Since leaf trichomes are observed in the wide range of plant taxa (Ichie
et al., 2016; Johnson, 1975), we also explore the roles of leaf
trichomes for more anisohydric plants than M. polymorpha (Table
3; Cornwell et al., 2007; Amada et al., 2017). Our sensitivity analyses
show that leaf trichomes can increase WUE for anisohydric leaves located
in low-temperature conditions or for leaves located in low-irradiance
conditions (Figure 8h,i). However, these leaf traits and environmental
conditions are not the conditions where pubescent plants are found.

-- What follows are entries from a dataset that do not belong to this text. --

/*!
 * Mistral Metric Gateway
 *
 * Stateless HTTP ingestion gateway: accepts JSON metric batches, validates
 * and normalizes them, and produces each batch to a partitioned Kafka
 * topic for the downstream stream-processing pipeline.
 *
 * ## Architecture Overview
 *
 * ```text
 * ┌──────────────────────────────────────────────────────────────────┐
 * │                            Mistral                               │
 * │                                                                  │
 * │  POST /api/v1/metrics ──> validate ──> normalize ──┐             │
 * │  GET  /health  (204 READY / 503)                   │             │
 * │  GET  /metrics (Prometheus)                        ▼             │
 * │                                         dispatch hostID mod W    │
 * │                                                    │             │
 * │        ┌───────────┬───────────┬───────────────────┘             │
 * │        ▼           ▼           ▼                                 │
 * │   ┌─────────┐ ┌─────────┐ ┌─────────┐                            │
 * │   │worker 0 │ │worker 1 │ │worker N │  each: input queue,        │
 * │   └────┬────┘ └────┬────┘ └────┬────┘  pending map, producer     │
 * │        └───────────┴───────────┘                                 │
 * │                    │                                             │
 * │                    ▼                                             │
 * │             Kafka topic (hash-partitioned by hostID)             │
 * └──────────────────────────────────────────────────────────────────┘
 * ```
 *
 * The HTTP response reflects the broker's persistence result: a 200 is
 * only written once the producer acknowledged the batch.
 *
 * ## Configuration
 *
 * Everything comes from MISTRAL_* environment variables; see the
 * mistral-config crate. A `.env` file is honored.
 */

use std::sync::Arc;

use anyhow::{Context, Result};
use tracing::info;

use mistral_config::GatewayConfig;
use mistral_gateway::discovery::{BrokerDiscovery, StaticDiscovery};
use mistral_gateway::producer::{KafkaProducerAdapter, ProducerAdapter};
use mistral_gateway::supervisor::{self, AdapterFactory, Timings};

#[tokio::main]
async fn main() -> Result<()> {
    // Load configuration from environment variables
    let config = GatewayConfig::from_env().context("Failed to load configuration")?;

    // Logfile if configured, stdout otherwise. The guard flushes buffered
    // lines when it drops at the end of main.
    let _log_guard = match (&config.log.path, &config.log.file) {
        (Some(dir), Some(file)) => Some(mistral_common::init_tracing_to_file(
            dir,
            file,
            config.log.rotate,
        )),
        _ => {
            mistral_common::init_tracing();
            None
        }
    };

    info!("🚀 Starting MISTRAL v{}", env!("CARGO_PKG_VERSION"));
    info!("📋 Configuration loaded:");
    info!("   - Listen: {:?} {}", config.listen_scheme, config.listen_addr());
    info!("   - Endpoint: POST {}", config.endpoint_path);
    info!("   - Auth: {:?}", config.auth_mode);
    info!("   - Topic: {}", config.broker_topic);
    info!("   - Acks: {:?}, retries: {}", config.broker_acks, config.broker_retries);
    info!("   - Coordinator: {}", config.coord_connect);
    info!("   - Queue depth: {}", config.queue_depth);

    // Each worker builds its own producer against the discovered brokers
    let factory: Arc<AdapterFactory> = {
        let config = config.clone();
        Arc::new(move |index| {
            let discovery = StaticDiscovery::from_connect_string(&config.coord_connect)?;
            let brokers = discovery.broker_list()?;
            let (adapter, streams) = KafkaProducerAdapter::connect(&brokers, &config)?;
            info!("worker #{index}: producer connected");
            Ok((Box::new(adapter) as Box<dyn ProducerAdapter>, streams))
        })
    };

    let status = supervisor::run(config, Timings::default(), factory).await?;

    info!("👋 MISTRAL stopped");
    let code = status.code();
    drop(_log_guard);
    if code != 0 {
        std::process::exit(code);
    }
    Ok(())
}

Stomatal behavior tends to be conservative in the stressful environments
where pubescent plants often exist, such as arid areas,
strong-irradiative areas, high-elevational areas, windswept conditions,
and dry seasons (Agrawal et al., 2009; Aronne & De Micco, 2001;
Ehleringer, 1981; Ichie et al., 2016; Johnson, 1975; Moles et al., 2020;
Smith & Nobel, 1977; Tsujii et al., 2016). Indeed, WUE itself is much
greater in more isohydric leaves than in anisohydric leaves (Figure
8g,h,i, and S11); thus, stomatal regulation is more effective to improve
WUE than increases leaf-trichome resistance. In a tropical forest, trees
exposed to the strong irradiance (canopy trees and gap plants) tend to
have greater trichome density than understory or subcanopy trees (Ichie
et al., 2016). Therefore, we do not consider the diffusion resistance as
the primary function of leaf trichomes against dry stresses even in
other pubescent plant species.
Leaf trichomes may have other functions in relation to drought tolerance
(Johnson 1975; Bickford, 2016) such as defense against herbivores to
avoid extra water loss (Amada et al., 2020) and promoting condensation
on leaf surface either to decrease water loss (e.g., Konrad et
al ., 2015) or to uptake water from dew on leaf surface (e.g., Ohrui et
al., 2007). Amada et al. (2020) suggested that leaf trichomes inM. polymorpha can impede gall formation of specialist psyllids
that increases water stress in leaves. Moreover, leaf trichomes inM. polymorpha often get wet even in the coldest and driest alpine
areas (Amada, unpublished data), which may improve leaf water status. To
understand the extreme variation of leaf trichomes in M.
polymorpha , still some further work may be needed to evaluate
ecological significance of multifunctional leaf trichomes against
various environmental stresses (Sack & Buckley, 2020).